Pronto, tava decidido! Eu queria aprender música, eu precisava aprender música. Depois de tanto insistir, meu pai me matriculou num curso particular de violão... E, fala sério, violão é muito legal e eu adorava o jeito que a música invadia minha alma, mas ainda não era aquilo que eu procurava. Até que, uma vez, quando eu passava pelo corredor do curso para ir ao banheiro feminino, um som muito agradável invadiu meus ouvidos e tomou conta de mim. Até me esqueci de que estava apertada para ir ao banheiro e saí, feito uma louca, em busca do som que me hipnotizava. Duas salas à esquerda do banheiro feminino se encontrava a sala de piano. Xeque Mate! O som do piano era a droga que viciou minha alma. Era aquilo que eu queria para minha vida.

A partir daí, me recusei a levar uma vida mediana. A música foi o pontapé inicial que eu precisava para me sacudir por dentro, tomar uma atitude e sair da minha zona de conforto.

Agora sim, tava decidido... Não antes, como eu imaginava, mas agora sim eu sabia o que eu queria: ser uma pianista do Teatro Municipal. Não do Teatro Municipal da minha cidadezinha monótona e conformada. Não, de jeito nenhum! Pianista do Teatro Municipal do Rio de Janeiro.

Sempre ouvi falar que o Teatro Municipal do Rio de Janeiro foi inspirado na Ópera Garnier de Paris... Oh là là, será mesmo verdade? Mas, não era isso que importava. O que importava é que se quisesse chegar tão longe – fosse no Rio ou em Paris – eu teria que me dedicar... E muito!

Aos 14 anos falei para papai que não queria mais saber de violão, que meu lance era aprender piano. Papai concordou em me colocar nas aulas de piano, até porque ele achou que eu fosse enjoar rapidamente, assim como enjoei do violão. Que tolo! Haha. Ok, enjoei do violão, mas isso foi só porque eu ainda não sabia o que queria da vida. Com o piano era diferente, era paixão à primeira nota.
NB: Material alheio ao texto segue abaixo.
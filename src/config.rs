//! Runtime configuration
//!
//! Values that vary per deployment come from the environment. The fetch
//! timeout and the cache freshness window are fixed constants.

use std::fmt;
use std::net::SocketAddr;
use std::time::Duration;

use crate::error::XrayError;

/// Per-call budget for every outbound provider request
pub const FETCH_TIMEOUT: Duration = Duration::from_secs(8);

/// Maximum age of a cached verdict before it is treated as stale
pub const FRESHNESS_WINDOW: Duration = Duration::from_secs(24 * 60 * 60);

pub const DEFAULT_PROVIDER_URL: &str = "https://cardano-mainnet.blockfrost.io/api/v0";
pub const DEFAULT_BIND_ADDR: &str = "127.0.0.1:8000";

/// Policy X-Ray configuration
#[derive(Clone)]
pub struct XrayConfig {
    /// Base URL of the script metadata provider
    pub provider_url: String,
    /// Provider credential; `None` puts the analyzer in fallback mode
    pub project_id: Option<String>,
    /// Postgres URL for the verdict store; `None` uses the in-memory store
    pub database_url: Option<String>,
    pub bind_addr: SocketAddr,
}

impl XrayConfig {
    /// Load configuration from process environment variables
    pub fn from_env() -> Result<Self, XrayError> {
        Self::from_vars(|key| std::env::var(key).ok())
    }

    /// Load configuration through an arbitrary variable lookup
    pub fn from_vars<F>(lookup: F) -> Result<Self, XrayError>
    where
        F: Fn(&str) -> Option<String>,
    {
        let non_blank = |key: &str| {
            lookup(key)
                .map(|v| v.trim().to_string())
                .filter(|v| !v.is_empty())
        };

        let provider_url =
            non_blank("BLOCKFROST_URL").unwrap_or_else(|| DEFAULT_PROVIDER_URL.to_string());
        url::Url::parse(&provider_url).map_err(|e| {
            XrayError::Config(format!("BLOCKFROST_URL is not a valid URL: {}", e))
        })?;

        let bind_addr = non_blank("XRAY_BIND_ADDR")
            .unwrap_or_else(|| DEFAULT_BIND_ADDR.to_string())
            .parse()
            .map_err(|e| XrayError::Config(format!("XRAY_BIND_ADDR is invalid: {}", e)))?;

        Ok(Self {
            provider_url,
            project_id: non_blank("BLOCKFROST_PROJECT_ID"),
            database_url: non_blank("DATABASE_URL"),
            bind_addr,
        })
    }
}

impl Default for XrayConfig {
    fn default() -> Self {
        Self {
            provider_url: DEFAULT_PROVIDER_URL.to_string(),
            project_id: None,
            database_url: None,
            bind_addr: SocketAddr::from(([127, 0, 0, 1], 8000)),
        }
    }
}

// Never print the credential or database password.
impl fmt::Debug for XrayConfig {
    fn fmt(&self, f: &mut fmt::Formatter<'_>) -> fmt::Result {
        f.debug_struct("XrayConfig")
            .field("provider_url", &self.provider_url)
            .field("project_id", &self.project_id.as_ref().map(|_| "***"))
            .field(
                "database_url",
                &self.database_url.as_deref().map(mask_database_url),
            )
            .field("bind_addr", &self.bind_addr)
            .finish()
    }
}

/// Mask the password portion of a database URL for logging
pub fn mask_database_url(url: &str) -> String {
    match url::Url::parse(url) {
        Ok(mut parsed) if parsed.password().is_some() => {
            let _ = parsed.set_password(Some("***"));
            parsed.to_string()
        }
        _ => url.to_string(),
    }
}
Meu pai disse que nunca viu ninguém se dedicar tanto a alguma coisa quanto eu me dedicava à música... E é aí que entra o drama, rs. Lembra que eu falei que queria ser pianista do Teatro Municipal? Então, eu não estava brincando. Durante 5 anos me dediquei ao piano mais do que tudo. Calejei meus dedos de tanto tocar. Ensaiava todos os dias e chorava, jogava as partituras pelo chão e sofria de verdade toda vez que eu errava alguma sinfonia. Poxa, para entrar no Municipal eu teria que ser uma das melhores... E teria que me mudar para o Rio, claro.

Lembra que eu falei que houve drama? Então, meu pai fez o tal drama, quando eu o comuniquei que prestaria vestibular para a Escola de Música da UFRJ. Ele virou uma fera e ficou lançando palavras muito feias, muitas das quais nem vale a pena repetir. Mas só para você ter uma noção, ele disse coisas do tipo: "Eu me sacrifiquei a vida inteira para te dar uma criação decente e você me retribui assim? Música? Fala sério, Aline, música não vai te levar a lugar algum! Você vai morrer de fome... ou de decepção... ou vai ME matar de decepção! Em todo caso, é bem possível que você nem seja aprovada. Como uma menina como você acha que pode concorrer contra pessoas da cidade grande? Sinceramente, Aline, faça da sua vida o que você quiser, só não se arrependa e volte com o rabinho entre as pernas".

Resumindo, foi isso o que meu próprio pai me disse. Eu disse que não valia a pena reproduzir. Mas, sério, o que ele achava que eu queria com toda aquela dedicação aos ensaios, com toda aquela vontade de tocar perfeitamente? Enfim, apesar disso, eu juntei meus caquinhos e me inscrevi no vestibular assim mesmo. Se eu teria chance ou não, isso seria um problema para mais adiante. Agora, eu não teria chance alguma se não me inscrevesse. Então, tomei uma atitude.

E fui aprovada.

Minha nossa! É sério?! Nem eu acreditei ao ver meu nome na lista dos aprovados. Putz, meu Deus do céu! Agora era definitivo: eu iria estudar música na UFRJ.